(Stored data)
**********

//! Segment extents: the reference interval an alignment must stay within
use crate::error::Error;
use std::collections::BTreeMap;
use std::fs::File;
use std::io::{BufRead, BufReader};
use std::path::Path;

/// Inclusive 1-based [start, end] interval per segment
#[derive(Debug, Clone, Default, PartialEq, Eq)]
pub struct SegmentExtents {
    extents: BTreeMap<String, (u64, u64)>,
}

impl SegmentExtents {
    /// Load a GTF-like table: tab separated, column 1 = segment,
    /// column 4 = start, column 5 = end. Blank and `#` lines are skipped; a
    /// later line for the same segment replaces an earlier one.
    pub fn from_file(path: &Path) -> Result<Self, Error> {
        let file = File::open(path).map_err(|e| Error::io(e, path))?;
        let reader = BufReader::new(file);

        let mut extents = BTreeMap::new();
        for (line_no, line) in reader.lines().enumerate() {
            let line = line.map_err(|e| Error::io(e, path))?;
            if line.trim().is_empty() || line.starts_with('#') {
                continue;
            }

            let fields: Vec<&str> = line.split('\t').collect();
            if fields.len() < 5 {
                return Err(Error::Table(format!(
                    "{}:{}: expected at least 5 tab-separated columns",
                    path.display(),
                    line_no + 1
                )));
            }

            let parse = |s: &str| {
                s.trim().parse::<u64>().map_err(|_| {
                    Error::Table(format!(
                        "{}:{}: invalid coordinate '{}'",
                        path.display(),
                        line_no + 1,
                        s
                    ))
                })
            };
            let start = parse(fields[3])?;
            let end = parse(fields[4])?;
            extents.insert(fields[0].to_string(), (start, end));
        }

        log::info!(
            "Loaded extents for {} segments from {}",
            extents.len(),
            path.display()
        );
        Ok(Self { extents })
    }

    /// Extents spanning whole references, `[1, length]`
    pub fn from_reference_lengths(lengths: &BTreeMap<String, u64>) -> Self {
        Self {
            extents: lengths
                .iter()
                .map(|(name, &len)| (name.clone(), (1, len)))
                .collect(),
        }
    }

    pub fn get(&self, segment: &str) -> Option<(u64, u64)> {
        self.extents.get(segment).copied()
    }

    /// True if [first, last] lies inside the segment's extent; segments
    /// without an extent never contain anything
    pub fn contains(&self, segment: &str, first: u64, last: u64) -> bool {
        self.get(segment)
            .is_some_and(|(start, end)| start <= first && last <= end)
    }

    #[cfg(test)]
    fn len(&self) -> usize {
        self.extents.len()
    }

    pub fn is_empty(&self) -> bool {
        self.extents.is_empty()
    }
}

**********

Exercise prompt —
Reply with nothing except the number of lines in the records that include the word "interval".

Task solution —
2